Former New York Fed’s Dudley Calls U.S. Economy ‘Like Wile E. Coyote Heading Off a Cliff’
July 3, 2022 (EIRNS)—The former President of the New York Federal Reserve Bank Bill Dudley, the same genius who want to “solve” the current financial breakdown crisis by pulling a “Paul Volcker,” drastically jacking up interest rates to supposedly stop inflation, justified his idiotic position by warning of the unavoidable terminal crash of the entire system if hyper-inflation is not stopped.
In an accurate metaphor for the pending total crash, Dudley wrote in his June 22 Bloomberg column: “Much like Wile E. Coyote heading off a cliff, the U.S. economy has plenty of momentum but rapidly disappearing support.”
The image is much like that presented by Helga Zepp-LaRouche in her June 18 Schiller Institute conference keynote—an accelerating train heading for a cliff with a madman as the engineer, unwilling to stop the train. The difference is that, as Zepp-LaRouche notes, the Dudley “solution” of cutting off credit is just as insane. The system is finished, it can not be salvaged—only the LaRouche solution of a new system, a New Bretton Woods based on LaRouche’s Four Laws, can prevent the poor coyote from the terminal fall, taking the human race with it.
The U.S. economy is heading for a hard landing, and a recession is coming within 12 to 18 months, wrote Dudley. Dudley reported that the Fed’s latest set of projections laid out a benign scenario amid rising interest rates, but he sees several reasons to expect a “much harder handing.”

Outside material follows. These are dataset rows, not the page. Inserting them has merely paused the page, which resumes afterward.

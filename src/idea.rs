//! Core data structures for the churchen client.
//!
//! This module contains the idea draft plus the decoded forms of every
//! backend response the client consumes. The backend is known to answer in
//! several near-equivalent shapes (`ai.answer` vs. `answer` vs. `ai.text`),
//! so all decoding funnels through constructors here that normalize those
//! variants into one canonical type and reject anything unrecognizable.

use chrono::{DateTime, Utc};
use log::debug;
use serde::{Deserialize, Serialize};
use serde_json::{json, Value};

use crate::{abstract_of, parse_tags, ChurnError, Result};

/// Number of characters of idea text sent as the publish abstract.
pub const ABSTRACT_CHARS: usize = 160;

/// An idea as entered by the user, before submission
#[derive(Debug, Clone, Serialize, Deserialize)]
pub struct IdeaDraft {
    /// Trimmed idea text
    pub text: String,
    /// Tags in entry order, duplicates kept
    pub tags: Vec<String>,
}

impl IdeaDraft {
    /// Creates a draft from raw form-style input.
    ///
    /// The text is trimmed and must be non-empty; tags are split on commas,
    /// trimmed, and empties dropped. Fails before any network activity.
    pub fn new(text: &str, tags: Option<String>) -> Result<Self> {
        let text = text.trim().to_string();
        if text.is_empty() {
            return Err(ChurnError::precondition("Please enter idea text."));
        }
        Ok(IdeaDraft {
            text,
            tags: parse_tags(tags),
        })
    }

    /// Request body for the churn endpoint
    pub fn churn_body(&self) -> Value {
        json!({ "text": self.text, "tags": self.tags })
    }

    /// First 160 characters of the text, sent as the publish abstract
    pub fn abstract_text(&self) -> String {
        abstract_of(&self.text, ABSTRACT_CHARS)
    }
}

/// A single similarity match returned by the churn endpoint
#[derive(Debug, Clone, Default, Serialize, Deserialize)]
#[serde(default)]
pub struct Match {
    pub who: Option<String>,
    pub title: Option<String>,
    pub tags: Vec<String>,
    pub source: Option<String>,
    /// Similarity score in [0, 1] when the backend provides one
    pub score: Option<f64>,
    pub id: Option<String>,
}

/// AI usage metadata attached to a churn response
#[derive(Debug, Clone, Default, Serialize, Deserialize)]
#[serde(default)]
pub struct AiInfo {
    pub used: bool,
    pub model: Option<String>,
    pub text: Option<String>,
    pub answer: Option<String>,
    pub error: Option<String>,
}

/// Where a rendered answer came from.
///
/// The backend delivers the answer under several field names; the decoder
/// records which one actually supplied it instead of silently falling
/// through.
#[derive(Debug, Clone, Copy, PartialEq, Eq, Serialize, Deserialize)]
pub enum AnswerSource {
    /// `ai.answer`
    Ai,
    /// top-level `answer`
    TopLevel,
    /// `ai.text`
    AiText,
    /// No answer field at all; synthesized from the best match title
    TopMatch,
}

/// A normalized answer with its provenance
#[derive(Debug, Clone, Serialize, Deserialize)]
pub struct Answer {
    pub text: String,
    pub source: AnswerSource,
}

/// A reference rendered alongside the answer
#[derive(Debug, Clone, Default, Serialize, Deserialize)]
#[serde(default)]
pub struct Reference {
    pub title: Option<String>,
    pub url: Option<String>,
    pub snippet: Option<String>,
}

impl Reference {
    fn from_value(v: &Value) -> Self {
        // Link field drifts across backend versions: url, href, or link.
        let url = ["url", "href", "link"]
            .iter()
            .find_map(|k| v[*k].as_str())
            .map(|s| s.to_string());
        Reference {
            title: v["title"].as_str().map(|s| s.to_string()),
            url,
            snippet: v["snippet"].as_str().map(|s| s.to_string()),
        }
    }
}

/// The decoded result of one idea submission
#[derive(Debug, Clone, Serialize, Deserialize)]
pub struct ChurnResult {
    /// Identifier assigned by the backend; may be empty, in which case
    /// publishing is refused
    pub idea_id: String,
    pub hash: Option<String>,
    pub matches: Vec<Match>,
    pub ai: Option<AiInfo>,
    pub answer: Option<Answer>,
    pub refs: Vec<Reference>,
}

impl ChurnResult {
    /// Decodes a churn response payload, normalizing the accepted shape
    /// variants into one canonical result.
    ///
    /// A payload that is not a JSON object, or an object carrying none of
    /// the known fields, is rejected as an unrecognized shape.
    pub fn from_response(data: &Value) -> Result<Self> {
        let obj = data
            .as_object()
            .ok_or_else(|| ChurnError::UnrecognizedResponse {
                message: "churn response is not a JSON object".to_string(),
            })?;

        if !["ideaId", "matches", "ai", "answer"]
            .iter()
            .any(|k| obj.contains_key(*k))
        {
            let keys = obj.keys().cloned().collect::<Vec<_>>().join(", ");
            return Err(ChurnError::UnrecognizedResponse {
                message: format!("churn response has no known fields (saw: {})", keys),
            });
        }

        let idea_id = data["ideaId"].as_str().unwrap_or("").to_string();
        let hash = data["hash"].as_str().map(|s| s.to_string());

        let matches: Vec<Match> = data["matches"]
            .as_array()
            .map(|items| {
                items
                    .iter()
                    .filter_map(|item| match serde_json::from_value(item.clone()) {
                        Ok(m) => Some(m),
                        Err(e) => {
                            debug!("Skipping undecodable match entry: {}", e);
                            None
                        }
                    })
                    .collect()
            })
            .unwrap_or_default();

        let ai: Option<AiInfo> = obj
            .get("ai")
            .filter(|v| v.is_object())
            .and_then(|v| serde_json::from_value(v.clone()).ok());

        let answer = Self::pick_answer(data, ai.as_ref(), &matches);

        // References drift too: refs, ai.refs, or just the matches
        let refs = data["refs"]
            .as_array()
            .or_else(|| data["ai"]["refs"].as_array())
            .map(|items| items.iter().map(Reference::from_value).collect())
            .unwrap_or_else(|| {
                matches
                    .iter()
                    .map(|m| Reference {
                        title: m.title.clone(),
                        url: None,
                        snippet: m.source.clone(),
                    })
                    .collect()
            });

        Ok(ChurnResult {
            idea_id,
            hash,
            matches,
            ai,
            answer,
            refs,
        })
    }

    /// Answer precedence: `ai.answer`, top-level `answer`, `ai.text`, then
    /// a synthesized line naming the best match.
    fn pick_answer(data: &Value, ai: Option<&AiInfo>, matches: &[Match]) -> Option<Answer> {
        if let Some(text) = ai.and_then(|a| a.answer.clone()).filter(|s| !s.is_empty()) {
            return Some(Answer {
                text,
                source: AnswerSource::Ai,
            });
        }
        if let Some(text) = data["answer"].as_str().filter(|s| !s.is_empty()) {
            return Some(Answer {
                text: text.to_string(),
                source: AnswerSource::TopLevel,
            });
        }
        if let Some(text) = ai.and_then(|a| a.text.clone()).filter(|s| !s.is_empty()) {
            return Some(Answer {
                text,
                source: AnswerSource::AiText,
            });
        }
        if let Some(title) = matches
            .first()
            .and_then(|m| m.title.clone())
            .filter(|s| !s.is_empty())
        {
            return Some(Answer {
                text: format!("No AI answer; closest match: {}", title),
                source: AnswerSource::TopMatch,
            });
        }
        None
    }

    /// Whether the backend reported spending an AI answer on this result
    pub fn ai_used(&self) -> bool {
        self.ai.as_ref().map(|a| a.used).unwrap_or(false)
    }
}

/// The decoded result of a publish call
#[derive(Debug, Clone, Serialize, Deserialize)]
pub struct PublishReceipt {
    pub ok: bool,
    /// Identifier the server assigned to the published copy, when returned
    pub id: Option<String>,
}

impl PublishReceipt {
    pub fn from_response(data: &Value) -> Self {
        PublishReceipt {
            ok: data["ok"].as_bool().unwrap_or(false),
            id: data["idea"]["id"].as_str().map(|s| s.to_string()),
        }
    }
}

/// One published idea as listed by the feed endpoint
#[derive(Debug, Clone, Serialize, Deserialize)]
pub struct FeedItem {
    pub id: String,
    /// Idea text or server-side abstract, whichever the feed carries
    pub text: String,
    pub tags: Vec<String>,
    pub created_at: Option<DateTime<Utc>>,
}

impl FeedItem {
    fn from_value(v: &Value) -> Self {
        let text = v["text"]
            .as_str()
            .or_else(|| v["abstract"].as_str())
            .unwrap_or("")
            .to_string();
        let tags = v["tags"]
            .as_array()
            .map(|items| {
                items
                    .iter()
                    .filter_map(|t| t.as_str().map(|s| s.to_string()))
                    .collect()
            })
            .unwrap_or_default();
        let created_at = v["createdAt"]
            .as_str()
            .and_then(|s| DateTime::parse_from_rfc3339(s).ok())
            .map(|dt| dt.with_timezone(&Utc));
        FeedItem {
            id: v["id"].as_str().unwrap_or("").to_string(),
            text,
            tags,
            created_at,
        }
    }

    /// Decodes a feed response: `{items: [...]}` or a bare array.
    pub fn list_from_response(data: &Value) -> Result<Vec<FeedItem>> {
        let items = data["items"]
            .as_array()
            .or_else(|| data.as_array())
            .ok_or_else(|| ChurnError::UnrecognizedResponse {
                message: "feed response has no items array".to_string(),
            })?;
        Ok(items.iter().map(FeedItem::from_value).collect())
    }
}

#[cfg(test)]
mod tests {
    use super::*;

    #[test]
    fn test_draft_trims_text_and_parses_tags() {
        let draft = IdeaDraft::new("  solar kites ", Some("energy, kites".to_string())).unwrap();
        assert_eq!(draft.text, "solar kites");
        assert_eq!(draft.tags, vec!["energy", "kites"]);
        assert_eq!(
            draft.churn_body(),
            json!({ "text": "solar kites", "tags": ["energy", "kites"] })
        );
    }

    #[test]
    fn test_draft_refuses_empty_text() {
        let err = IdeaDraft::new("   ", None).unwrap_err();
        assert!(matches!(err, ChurnError::Precondition { .. }));
    }

    #[test]
    fn test_draft_abstract_is_first_160_chars() {
        let short = IdeaDraft::new("solar kites", None).unwrap();
        assert_eq!(short.abstract_text(), "solar kites");

        let long = IdeaDraft::new(&"x".repeat(300), None).unwrap();
        assert_eq!(long.abstract_text().len(), ABSTRACT_CHARS);
    }

    #[test]
    fn test_churn_result_fallback_answer_references_top_match() {
        // Scenario: churn succeeds with a match but no AI answer fields.
        let data = json!({
            "ideaId": "id1",
            "hash": "h1",
            "matches": [{ "who": "A", "title": "Kite power", "score": 0.8, "id": "m1" }]
        });
        let result = ChurnResult::from_response(&data).unwrap();
        assert_eq!(result.idea_id, "id1");
        assert_eq!(result.hash.as_deref(), Some("h1"));
        assert_eq!(result.matches.len(), 1);
        assert_eq!(result.matches[0].id.as_deref(), Some("m1"));

        let answer = result.answer.unwrap();
        assert_eq!(answer.source, AnswerSource::TopMatch);
        assert!(answer.text.contains("Kite power"));

        // No refs field: matches stand in as references.
        assert_eq!(result.refs.len(), 1);
        assert_eq!(result.refs[0].title.as_deref(), Some("Kite power"));
    }

    #[test]
    fn test_answer_precedence_prefers_ai_answer() {
        let data = json!({
            "ideaId": "id1",
            "answer": "top",
            "ai": { "used": true, "answer": "from ai", "text": "ai text" },
            "matches": [{ "title": "t" }]
        });
        let result = ChurnResult::from_response(&data).unwrap();
        let answer = result.answer.as_ref().unwrap();
        assert_eq!(answer.source, AnswerSource::Ai);
        assert_eq!(answer.text, "from ai");
        assert!(result.ai_used());
    }

    #[test]
    fn test_answer_precedence_top_level_then_ai_text() {
        let data = json!({ "ideaId": "x", "answer": "top", "ai": { "text": "ai text" } });
        let answer = ChurnResult::from_response(&data).unwrap().answer.unwrap();
        assert_eq!(answer.source, AnswerSource::TopLevel);
        assert_eq!(answer.text, "top");

        let data = json!({ "ideaId": "x", "ai": { "text": "ai text" } });
        let answer = ChurnResult::from_response(&data).unwrap().answer.unwrap();
        assert_eq!(answer.source, AnswerSource::AiText);
        assert_eq!(answer.text, "ai text");
    }

    #[test]
    fn test_churn_result_without_answer_or_matches_has_none() {
        let result = ChurnResult::from_response(&json!({ "ideaId": "id1" })).unwrap();
        assert!(result.answer.is_none());
        assert!(result.matches.is_empty());
        assert!(!result.ai_used());
    }

    #[test]
    fn test_unrecognized_shapes_are_rejected() {
        let err = ChurnResult::from_response(&json!("just a string")).unwrap_err();
        assert!(matches!(err, ChurnError::UnrecognizedResponse { .. }));

        let err = ChurnResult::from_response(&json!({ "something": 1 })).unwrap_err();
        assert!(matches!(err, ChurnError::UnrecognizedResponse { .. }));
    }

    #[test]
    fn test_refs_decode_link_field_variants() {
        let data = json!({
            "ideaId": "x",
            "refs": [
                { "title": "a", "url": "http://a" },
                { "title": "b", "href": "http://b" },
                { "title": "c", "link": "http://c", "snippet": "s" }
            ]
        });
        let result = ChurnResult::from_response(&data).unwrap();
        let urls: Vec<_> = result.refs.iter().filter_map(|r| r.url.as_deref()).collect();
        assert_eq!(urls, vec!["http://a", "http://b", "http://c"]);
        assert_eq!(result.refs[2].snippet.as_deref(), Some("s"));
    }

    #[test]
    fn test_publish_receipt_decoding() {
        let receipt = PublishReceipt::from_response(&json!({ "ok": true, "idea": { "id": "id1" } }));
        assert!(receipt.ok);
        assert_eq!(receipt.id.as_deref(), Some("id1"));

        let receipt = PublishReceipt::from_response(&json!({ "error": "nope" }));
        assert!(!receipt.ok);
        assert!(receipt.id.is_none());
    }

    #[test]
    fn test_feed_items_tolerate_missing_fields() {
        let data = json!({
            "items": [
                { "id": "a", "text": "full text", "tags": ["x"], "createdAt": "2024-01-02T03:04:05Z" },
                { "id": "b", "abstract": "only abstract" },
                {}
            ]
        });
        let items = FeedItem::list_from_response(&data).unwrap();
        assert_eq!(items.len(), 3);
        assert_eq!(items[0].id, "a");
        assert!(items[0].created_at.is_some());
        assert_eq!(items[1].text, "only abstract");
        assert!(items[2].created_at.is_none());

        let err = FeedItem::list_from_response(&json!({ "count": 0 })).unwrap_err();
        assert!(matches!(err, ChurnError::UnrecognizedResponse { .. }));
    }
}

The central bank’s employment mandate is now subservient to its inflation mandate, and the new focus on price stability will be “relentless.”
“Fed officials recognize that failing to bring inflation back down would be disastrous: Inflation expectations would likely become unanchored, necessitating an even bigger recession later. From a risk management perspective, better to act now, whatever the cost in terms of jobs and growth. Powell does not want to repeat the mistakes of the late 1960s and the 1970s.”
It will take time for considerable monetary policy tightening to have an effect, but the economist thinks the expansion is uniquely vulnerable to a sudden stop. As inflation outstrips wage growth, the personal savings rate has plummeted, from 26.6% in March 2021 to 4.4% this April, significantly below its long-run average.
“No wonder consumer sentiment has fallen to levels last reached in the aftermath of the 2008 financial crisis, and Google searches for the word ‘recession’ are hitting new records,” he remarked.
Dudley concluded, “The Fed has never tightened enough to push up the unemployment rate by 0.5 percentage point or more without triggering a recession. ... Much like Wile E. Coyote heading off a cliff, the U.S. economy has plenty of momentum but rapidly disappearing support. Falling back to Earth will not be a pleasant experience.”